The Darlington-born playmaker’s season was ruined by injury and West Brom are understood to be deciding whether to trigger an option of a further year on his contract.

Morrison is due to become a free agent when his existing deal expires at the end of June and his history with Tony Pulis, who he worked with at The Hawthorns, makes him a target.

The 32-year-old is also likely to welcome a move back to the North-East at this stage of his career, having left Boro in 2007 when he never really wanted to in a £1.5m bargain deal.

Morrison impressed as a rising talent at the Riverside, having graduated through the club’s academy and he entered the history books by scoring Boro's first European goal on the road in the UEFA Cup against Banik Ostrava in 2004.

If the last nine months turn out to be his final season at West Brom then it ended in frustration; not only did they go down on a personal level he could not influence the situation because of his injuries.

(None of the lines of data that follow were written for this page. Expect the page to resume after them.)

//! Operation dispatch: one code path parameterized by parallelism.
//!
//! Sequential mode executes draws one at a time with a pacing delay; parallel
//! mode keeps up to `parallelism` operations in flight and collects outcomes
//! in completion order. Two operations hitting the same wallet have no
//! ordering guarantee in either mode; surfacing races in the external service
//! is what the harness is for.

use std::time::Duration;

use futures::stream::{self, StreamExt};
use rand::Rng;
use serde_json::json;
use tokio::time::sleep;
use tracing::{debug, info, warn};

use crate::api::{AmountRequest, TransferRequest, WalletApi, WalletRecord};
use crate::capture::CaptureSink;
use crate::idgen;

use super::policy::{OperationDraw, OperationKind, OperationPolicy};
use super::stats::StatsAggregator;

/// How often a task body runs. The dispatcher contract admits retrying
/// policies; only no-retry is implemented.
#[derive(Debug, Clone, Copy, Default, PartialEq, Eq)]
pub enum RetryPolicy {
    #[default]
    None,
}

impl RetryPolicy {
    pub fn attempts(&self) -> u32 {
        match self {
            RetryPolicy::None => 1,
        }
    }
}

/// Result of one dispatched operation, recorded exactly once.
#[derive(Debug, Clone)]
pub struct OperationOutcome {
    pub kind: OperationKind,
    pub success: bool,
    pub amount: Option<i64>,
    pub error: Option<String>,
}

impl OperationOutcome {
    fn ok(kind: OperationKind, amount: i64) -> Self {
        Self {
            kind,
            success: true,
            amount: Some(amount),
            error: None,
        }
    }

    fn failed(kind: OperationKind, error: String) -> Self {
        Self {
            kind,
            success: false,
            amount: None,
            error: Some(error),
        }
    }
}

pub struct ConcurrencyDispatcher<'a> {
    api: &'a dyn WalletApi,
    policy: &'a OperationPolicy,
    stats: &'a StatsAggregator,
    capture: &'a CaptureSink,
    pacing: Duration,
    retry: RetryPolicy,
}

impl<'a> ConcurrencyDispatcher<'a> {
    pub fn new(
        api: &'a dyn WalletApi,
        policy: &'a OperationPolicy,
        stats: &'a StatsAggregator,
        capture: &'a CaptureSink,
        pacing: Duration,
    ) -> Self {
        Self {
            api,
            policy,
            stats,
            capture,
            pacing,
            retry: RetryPolicy::default(),
        }
    }

    /// Execute `operation_count` randomized operations against the
    /// population. Draws are pre-generated in submission order, so the RNG
    /// sees the same sequence whichever mode runs them.
    pub async fn run<R: Rng>(
        &self,
        operation_count: usize,
        population: &[WalletRecord],
        parallelism: usize,
        rng: &mut R,
    ) {
        debug_assert!(!population.is_empty());
        let draws: Vec<OperationDraw> = (0..operation_count)
            .map(|_| self.policy.draw(rng, population.len()))
            .collect();

        info!(
            operations = operation_count,
            parallelism,
            mode = if parallelism > 1 { "parallel" } else { "sequential" },
            "Dispatching operations"
        );

        if parallelism <= 1 {
            for (i, draw) in draws.into_iter().enumerate() {
                let outcome = self.execute(i, draw, population).await;
                self.record(outcome);
                self.log_progress(i + 1, operation_count);
                if i + 1 < operation_count {
                    sleep(self.pacing).await;
                }
            }
        } else {
            let mut outcomes = stream::iter(draws.into_iter().enumerate())
                .map(|(i, draw)| self.execute(i, draw, population))
                .buffer_unordered(parallelism);
            let mut done = 0;
            while let Some(outcome) = outcomes.next().await {
                done += 1;
                self.record(outcome);
                self.log_progress(done, operation_count);
            }
        }
    }

    async fn execute(
        &self,
        index: usize,
        draw: OperationDraw,
        population: &[WalletRecord],
    ) -> OperationOutcome {
        // attempts() is 1 under RetryPolicy::None; the loop is the seam a
        // retrying policy would widen.
        let mut outcome = self.execute_once(index, draw, population).await;
        for _ in 1..self.retry.attempts() {
            if outcome.success {
                break;
            }
            outcome = self.execute_once(index, draw, population).await;
        }
        outcome
    }

    async fn execute_once(
        &self,
        index: usize,
        draw: OperationDraw,
        population: &[WalletRecord],
    ) -> OperationOutcome {
        match draw.kind {
            OperationKind::Credit => self.execute_credit(index, draw, population).await,
            OperationKind::Debit => self.execute_debit(index, draw, population).await,
            OperationKind::Transfer => self.execute_transfer(index, draw, population).await,
        }
    }

    async fn execute_credit(
        &self,
        index: usize,
        draw: OperationDraw,
        population: &[WalletRecord],
    ) -> OperationOutcome {
        let wallet = &population[draw.target_idx];
        let amount = self.policy.credit_amount(draw.unit);
        let request = AmountRequest {
            amount,
            description: format!("Load test credit #{}", index + 1),
        };
        match self
            .api
            .credit(&wallet.id, &request, &idgen::idempotency_key())
            .await
        {
            Ok(()) => OperationOutcome::ok(OperationKind::Credit, amount),
            Err(e) => self.request_failed(OperationKind::Credit, e.to_string()),
        }
    }

    async fn execute_debit(
        &self,
        index: usize,
        draw: OperationDraw,
        population: &[WalletRecord],
    ) -> OperationOutcome {
        let wallet = &population[draw.target_idx];
        // Advisory read; may be stale by the time the debit lands.
        let balance = match self.api.get_wallet(&wallet.id).await {
            Ok(current) => current.balance,
            Err(e) => return self.request_failed(OperationKind::Debit, e.to_string()),
        };
        let ceiling = self.policy.debit_ceiling(balance);
        let Some(amount) = self.policy.bounded_amount(draw.unit, ceiling) else {
            debug!(wallet_id = %wallet.id, balance, ceiling, "Debit skipped: low balance");
            return OperationOutcome::failed(
                OperationKind::Debit,
                format!("skipped: ceiling {} at or under minimum", ceiling),
            );
        };
        let request = AmountRequest {
            amount,
            description: format!("Load test debit #{}", index + 1),
        };
        match self
            .api
            .debit(&wallet.id, &request, &idgen::idempotency_key())
            .await
        {
            Ok(()) => OperationOutcome::ok(OperationKind::Debit, amount),
            Err(e) => self.request_failed(OperationKind::Debit, e.to_string()),
        }
    }

    async fn execute_transfer(
        &self,
        index: usize,
        draw: OperationDraw,
        population: &[WalletRecord],
    ) -> OperationOutcome {
        let Some(dest_idx) = draw.dest_idx else {
            return OperationOutcome::failed(
                OperationKind::Transfer,
                "abandoned: population has fewer than 2 wallets".to_string(),
            );
        };
        let source = &population[draw.target_idx];
        let dest = &population[dest_idx];
        let balance = match self.api.get_wallet(&source.id).await {
            Ok(current) => current.balance,
            Err(e) => return self.request_failed(OperationKind::Transfer, e.to_string()),
        };
        let ceiling = self.policy.transfer_ceiling(balance);
        let Some(amount) = self.policy.bounded_amount(draw.unit, ceiling) else {
            debug!(source_id = %source.id, balance, ceiling, "Transfer skipped: low balance");
            return OperationOutcome::failed(
                OperationKind::Transfer,
                format!("skipped: ceiling {} at or under minimum", ceiling),
            );
        };
        let request = TransferRequest {
            to_wallet_id: dest.id.clone(),
            amount,
            description: format!("Load test transfer #{}", index + 1),
        };
        match self
            .api
            .transfer(&source.id, &request, &idgen::idempotency_key())
            .await
        {
            Ok(()) => OperationOutcome::ok(OperationKind::Transfer, amount),
            Err(e) => self.request_failed(OperationKind::Transfer, e.to_string()),
        }
    }

    fn request_failed(&self, kind: OperationKind, error: String) -> OperationOutcome {
        warn!(kind = kind.as_str(), error = %error, "Operation failed");
        self.capture.record(
            "operation_error",
            &error,
            Some(json!({"operation": kind.as_str()})),
        );
        OperationOutcome::failed(kind, error)
    }

    fn record(&self, outcome: OperationOutcome) {
        self.stats.record_operation(outcome.kind, outcome.success);
    }

    fn log_progress(&self, done: usize, total: usize) {
        if done % 20 == 0 || done == total {
            let snap = self.stats.snapshot();
            info!(
                done,
                total,
                success = snap.operations_success(),
                failed = snap.operations_failed(),
                "Operation progress"
            );
        }
    }
}

#[cfg(test)]
mod tests {
    use super::*;

    #[test]
    fn test_no_retry_policy_runs_once() {
        assert_eq!(RetryPolicy::default().attempts(), 1);
    }

    #[test]
    fn test_outcome_constructors() {
        let ok = OperationOutcome::ok(OperationKind::Credit, 42);
        assert!(ok.success);
        assert_eq!(ok.amount, Some(42));
        assert!(ok.error.is_none());

        let failed = OperationOutcome::failed(OperationKind::Transfer, "boom".to_string());
        assert!(!failed.success);
        assert_eq!(failed.amount, None);
        assert_eq!(failed.error.as_deref(), Some("boom"));
    }
}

After missing the first few games of the last season with a ligament injury, he suffered an Achilles problem in September and surgery didn’t have the desired effect so he missed the rest of the campaign.

Morrison has been working on his fitness and will be looking to nail down his future before the end of his contract – while West Brom could give him an extra year and it's not his decision.

Morrison can play centrally or on the right and provides the sort of experience Pulis will be looking to add to his ranks this summer.

There has been a lot of speculation surrounding the future of Grant Leadbitter over the past 24 hours, with suggestions he is going to be a target for his boyhood club Sunderland.

But Leadbitter still has two years remaining on his deal and he will be in no rush to drop down to League One despite losing his place in the final few matches of the season after suspension.

Leadbitter has also attracted interest from Nottingham Forest, where Middlesbrough’s former manager Aitor Karanka is in charge.